Arriving in Frankfurt feels so much like returning home. It’s not that I am German, but that I am European in heritage and outlook. So the ageing airport, the imperfect signage, the delayed shuttle bus, the unkempt foliage felt homely, if in contradiction to the image of German efficiency. Later, so did the infectiously friendly service, the doggedly satisfying sauerkraut and knoedels and goulash and beers. Obvious tourist (and genuine local) fare, but inviting. But one thing deeply surprised me with its hometown honesty: the system for bar payments at the Club Voltaire. I was a Club Voltaire for the Daniel Guggenheim Quartet. More on that later. Now, Frankfurt is a financial centre with its share of expensive (German) cars in the streets and a Euro symbol in coloured lights in Willy Brandt Place and more than its share of skyscrapers (if only in a European sense) and its requisite Opera House. And it’s had its share of loss, being obliterated in WW2, although the rebuild of the earlier city is convincing, if sometimes skin deep. A deeply sad experience of a visit to the Catholic Cathedral (the Dom) just demonstrates this. The shell was left standing after Allied bombings, the rebuild is sparse and the modern stained glass windows are out of place, but the presence of the beautiful moveable art that was saved then returned just highlights the loss. A Van Dyck, a series of large carved wooden religious triptychs, the stone and timber statuary, the profound reverence of the mediaeval relief Stations of the Cross. The middle-ages devotion contrasting with a modern yearning to remember and honour history. And we continue to do it: Aleppo is in our pages daily. All inevitable in human society, so we are told. All repairable, until the damage is big enough that it’s not. All history that’s remembered and rebuilt, until there’s not the money or the resources to archive or rebuild. Then it’s lost. This is the biblical Armageddon. Great civilisations have been lost in the past, and we have entered the Anthropocene and our powers are now Earth-shattering, literally.

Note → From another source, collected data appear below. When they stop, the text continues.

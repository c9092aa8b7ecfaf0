fn main() {
    if healthpredict_lib::run().is_err() {
        std::process::exit(1);
    }
}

But amongst all this evident history of destruction, the payment system for drinks at Club Voltaire was genuinely heartening. Drinks were provided, the charge was written on the coaster, the drinker pays as s/he leaves at the end of the night. It’s not a common now, even in Frankfurt, but remains in this cultural, slightly rough around the edges, joint. A real-life expression of Obama’s hope. I’ve had credit in a jazz bar in Chicago, but they took my credit card for that. Does honour actually breed honesty or are the cynics right? Which does the evidence support? Most likely they are both right sometimes: the cynics with their fear of destruction and the saints with their faith in humanity.